Throwback Thursday: Claudia and the Lighthouse Ghost

Throwback Thursday is weekly feature where I read and discuss a book I previously read or that I might have read "back in the day".

Cover Comments

This portion inspired by a former livejournal account that would snark the covers and, of course, the legendary blog, What Claudia Wore, which now lives on as an instagram account. I highly recommend both links as she is deliciously snarky and hilarious.
I like how fashion has cycled around and Claudia's outfit doesn't look particularly dated.
The beret + scoop neck tee + business casual jacket + thinly sculpted eyebrows + natural makeup with a bold lip whisper mid 90s fashion, but throw in a hipster scarf, add a novelty print to the shirt, and a cup from Starbucks and she could easily blend in today.

Although, I can't really picture a 13 year old dressing like that.

When Did I Read It?

I didn't.
I never got into the mystery series because they were harder to come by than the original series. To top it off, this one was released in December 1996, which is when I was in the 7th grade. I definitely read the series in junior high, but I became self-conscious about reading and acquiring them in public.

(A note to my past self. And technically the books are for ages 9-10... and up.) 

Basic Plot

The Hatts, a family that used to live in Stoneybrook about 8ish years ago, move back. They need a place to stay, so the Kishi household comes to the rescue. The Hatt's own a plot of land with a lighthouse on it and scary things start happening. Threatening letters, grafitti, and an old man claiming the lighthouse should be his and that Mr. Hatt is a murderer.
Also, a comet is coming.

How Does It Hold Up? 

This one is a Lerangis installment so the writing is better than some of the other ghostwrittens.

This book has way too much going on.
You have the main mystery which actually loops into a second smaller mystery which loops back into the first one, Claudia's family with their home sharing chaos (with bonus school drama stemming from it), a couple of random and unrelated babysitting jobs, a big party being planned by the BSC, the actual party (which was fairly lackluster), and, oddly enough, Janine involved in a love triangle which is never completely explained.

Y'all this book is less than 100 pages.
The result is a giant mess of very loosely tied threads. Everything is resolved, but it's not very satisfying. 

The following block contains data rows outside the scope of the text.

//! Type coercion and constraint validation for preference values.
//!
//! Coercion always runs before validation, and a coercion failure stops the
//! check before any constraint is looked at. `null` is never coerced into a
//! value; it only fails validation when the preference is required.

use crate::schema::{Pref, ValueKind};
use crate::Result;
use serde_json::{Number, Value};
use std::cmp::Ordering;

/// A raw value could not be converted to the preference's value kind.
#[derive(Debug, Clone, PartialEq, thiserror::Error)]
#[error("Cannot coerce {value} to {expected} for '{key}'")]
pub struct CoercionError {
    pub key: String,
    pub value: Value,
    pub expected: ValueKind,
}

/// Which side of a numeric range was violated.
#[derive(Debug, Clone, Copy, PartialEq, Eq)]
pub enum Bound {
    /// Inclusive lower bound (`ge`).
    Lower,
    /// Inclusive upper bound (`le`).
    Upper,
}

impl Bound {
    pub fn as_str(&self) -> &'static str {
        match self {
            Bound::Lower => ">=",
            Bound::Upper => "<=",
        }
    }
}

impl std::fmt::Display for Bound {
    fn fmt(&self, f: &mut std::fmt::Formatter<'_>) -> std::fmt::Result {
        write!(f, "{}", self.as_str())
    }
}

/// A coerced value violates a declared constraint.
#[derive(Debug, Clone, PartialEq, thiserror::Error)]
pub enum ValidationError {
    #[error("Preference '{key}' is required")]
    RequiredMissing { key: String },

    #[error("Value {value} for '{key}' must be {bound} {limit}")]
    OutOfRange {
        key: String,
        value: Value,
        bound: Bound,
        limit: Value,
    },

    #[error("Value for '{key}' exceeds max length of {max_length}")]
    TooLong { key: String, max_length: usize },

    #[error("Invalid choice {value} for '{key}'. Valid choices: {}", .valid.join(", "))]
    InvalidChoice {
        key: String,
        value: Value,
        valid: Vec<String>,
    },
}

impl ValidationError {
    /// Key of the preference that failed validation.
    pub fn key(&self) -> &str {
        match self {
            ValidationError::RequiredMissing { key }
            | ValidationError::OutOfRange { key, .. }
            | ValidationError::TooLong { key, .. }
            | ValidationError::InvalidChoice { key, .. } => key,
        }
    }
}

/// Coerce a raw value to the preference's value kind.
pub fn coerce_value(value: &Value, pref: &Pref) -> std::result::Result<Value, CoercionError> {
    if value.is_null() {
        return Ok(Value::Null);
    }

    let fail = || CoercionError {
        key: pref.key().to_string(),
        value: value.clone(),
        expected: pref.kind(),
    };

    match pref.kind() {
        ValueKind::Boolean => match value {
            Value::Bool(b) => Ok(Value::Bool(*b)),
            Value::String(s) => match s.to_lowercase().as_str() {
                "true" | "1" | "yes" => Ok(Value::Bool(true)),
                "false" | "0" | "no" => Ok(Value::Bool(false)),
                _ => Err(fail()),
            },
            other => Ok(Value::Bool(is_truthy(other))),
        },
        ValueKind::Integer => coerce_integer(value).ok_or_else(fail),
        ValueKind::Float => coerce_float(value)
            .and_then(Number::from_f64)
            .map(Value::Number)
            .ok_or_else(fail),
        ValueKind::String => match value {
            Value::String(s) => Ok(Value::String(s.clone())),
            other => Ok(Value::String(other.to_string())),
        },
        ValueKind::List => match value {
            Value::Array(_) => Ok(value.clone()),
            _ => Err(fail()),
        },
        ValueKind::Any => Ok(value.clone()),
    }
}

fn is_truthy(value: &Value) -> bool {
    match value {
        Value::Null => false,
        Value::Bool(b) => *b,
        Value::Number(n) => n.as_f64().is_some_and(|f| f != 0.0),
        Value::String(s) => !s.is_empty(),
        Value::Array(a) => !a.is_empty(),
        Value::Object(o) => !o.is_empty(),
    }
}

/// Integers keep the full `i64`/`u64` range; floats truncate toward zero.
fn coerce_integer(value: &Value) -> Option<Value> {
    match value {
        Value::Number(n) if n.is_i64() || n.is_u64() => Some(Value::Number(n.clone())),
        Value::Number(n) => n
            .as_f64()
            .filter(|f| f.is_finite())
            .map(f64::trunc)
            .filter(|f| *f >= i64::MIN as f64 && *f <= i64::MAX as f64)
            .map(|f| Value::from(f as i64)),
        Value::String(s) => {
            let s = s.trim();
            s.parse::<i64>()
                .map(Value::from)
                .or_else(|_| s.parse::<u64>().map(Value::from))
                .ok()
        }
        Value::Bool(b) => Some(Value::from(i64::from(*b))),
        _ => None,
    }
}

fn coerce_float(value: &Value) -> Option<f64> {
    match value {
        Value::Number(n) => n.as_f64(),
        Value::String(s) => s.trim().parse().ok(),
        Value::Bool(b) => Some(if *b { 1.0 } else { 0.0 }),
        _ => None,
    }
}

/// Order two JSON numbers. Integers compare exactly; a float on either side
/// falls back to `f64`. `None` if either side is not a number.
fn compare_numbers(value: &Value, limit: &Value) -> Option<Ordering> {
    let (Value::Number(v), Value::Number(l)) = (value, limit) else {
        return None;
    };
    match (as_i128(v), as_i128(l)) {
        (Some(v), Some(l)) => Some(v.cmp(&l)),
        _ => v.as_f64()?.partial_cmp(&l.as_f64()?),
    }
}

fn as_i128(n: &Number) -> Option<i128> {
    n.as_i64()
        .map(i128::from)
        .or_else(|| n.as_u64().map(i128::from))
}

/// Validate an already-coerced value against the preference's constraints.
pub fn validate_value(value: &Value, pref: &Pref) -> std::result::Result<(), ValidationError> {
    if value.is_null() {
        if pref.is_required() {
            return Err(ValidationError::RequiredMissing {
                key: pref.key().to_string(),
            });
        }
        return Ok(());
    }

    for (bound, limit) in [(Bound::Lower, pref.ge()), (Bound::Upper, pref.le())] {
        let Some(limit) = limit else { continue };
        let Some(ordering) = compare_numbers(value, limit) else {
            continue;
        };
        let violated = match bound {
            Bound::Lower => ordering == Ordering::Less,
            Bound::Upper => ordering == Ordering::Greater,
        };
        if violated {
            return Err(ValidationError::OutOfRange {
                key: pref.key().to_string(),
                value: value.clone(),
                bound,
                limit: limit.clone(),
            });
        }
    }

    if let (Some(max_length), Value::String(s)) = (pref.max_length(), value) {
        if s.chars().count() > max_length {
            return Err(ValidationError::TooLong {
                key: pref.key().to_string(),
                max_length,
            });
        }
    }

    if let Some(choices) = pref.choices() {
        let invalid = |item: &Value| ValidationError::InvalidChoice {
            key: pref.key().to_string(),
            value: item.clone(),
            valid: choices.iter().map(|c| c.value.clone()).collect(),
        };
        match (pref.kind(), value) {
            (ValueKind::List, Value::Array(items)) => {
                if let Some(bad) = items.iter().find(|item| !pref.allows_choice(item)) {
                    return Err(invalid(bad));
                }
            }
            _ => {
                if !pref.allows_choice(value) {
                    return Err(invalid(value));
                }
            }
        }
    }

    Ok(())
}

/// Coerce then validate, returning the coerced value.
pub fn coerce_and_validate(value: &Value, pref: &Pref) -> Result<Value> {
    let coerced = coerce_value(value, pref)?;
    validate_value(&coerced, pref)?;
    Ok(coerced)
}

The mystery itself is pretty basic and half of it could have been solved in a matter of minutes if any of the girls had gone and asked their parents what happened at the lighthouse that caused the Hatt's to leave in the first place. The second mystery was more straightforward because no one really knew the truth.
Side note: The above is not a complaint. I have a 12 year old and the whole "I'm a spy/detective/ninja" thing is very real with that age. I have to give the authors credit for having the girls do some realistic investigation (going to the library to look at microfilm copies of old newspapers) instead of having them sneak out at midnight and bribe a taxi to take them on a 45 minute drive without parental permission or something.
I have to admit, Claudia's home chaos was well done and hilarious. Sibling rivalry where they are forced to share a room, but bonding over mutual dislike of their (admittedly awful) guests. Oh, and them both crushing on the same guy, priceless. (Shortlived on the drama though) One of the guest girls then low key mean-girls Claudia to give herself a better rep at school and get in with the popular kids.


I know, I know. This is the Baby-Sitters Club, so it's a little weird to complain about that there are baby-sitting chapters in it. They just didn't fit in well. Normally, it serves to push the plot forward or  establish some sort of character moment. These do neither.

Kristy has the brilliant idea to have a big comet viewing party for all their charges. There is some mild drama about where they can have it and will they be able to get a telescope. One of the suggestions is the lighthouse and borrowing Janine's. Naturally, Janine's telescope is out of the question and unsurprisingly, one set of Baby-sitters' parents buys it as a gift for their own children, but the club is welcome to use it! I don't remember where they ended up having the party, but it wasn't at the lighthouse. Seriously, the party was one tiny portion of a chapter. 

The weirdest part of the book goes to Janine and the love triangle. It just didn't make any sense to include it. If you remove it, the whole story remains unchanged. It also doesn't make Janine look very good. 


Janine has a boyfriend. He stands her up one time. As in, they have been dating for a while and this is the only time it has ever happened. Janine is (understandably) upset. Luckily, there just so happens to be a boy her age staying at her house, Steve, and he's cute! Janine starts ghosting the boyfriend and then basically breaks up with him (not confirmed, but implied) to get with the new guy. Later, Janine says she's not very impressed with Steve and gets back with her boyfriend. Claudia remarks that Steve looks a little annoyed when she does.

At no point in the book does it say that Steve returns her feelings or acts as if he does. He barely says more than a few sentences (and it's remarked on!) and other than getting help on his homework he has almost no interaction with Janine.

Was it just in the sisters' heads?

*Unavailable at this source at time of posting.